▶ _TASK STATEMENT_
In the listing below, locate the lines that hold "String" and copy them.

START TASK DATA

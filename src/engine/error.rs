use thiserror::Error;

/// Failures reported to control-plane callers. None of these ever reach the
/// render callback.
#[derive(Debug, Error, Clone, PartialEq)]
pub enum EngineError {
  #[error("midi note {0} is outside 0..=127")]
  InvalidNote(i32),
  #[error("unknown parameter `{0}`")]
  UnknownParam(String),
  #[error("unknown effect `{0}`")]
  UnknownEffect(String),
  #[error("no effect instance with id {0} in the chain")]
  UnknownInstance(u32),
  #[error("effect chain is full ({0} units)")]
  ChainFull(usize),
  #[error("control queue is full, message dropped")]
  QueueFull,
  #[error("render engine is gone")]
  Disconnected,
}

END TASK DATA

▶ _EXERCISE OUTPUT_
  UnknownParam(String),
  UnknownEffect(String),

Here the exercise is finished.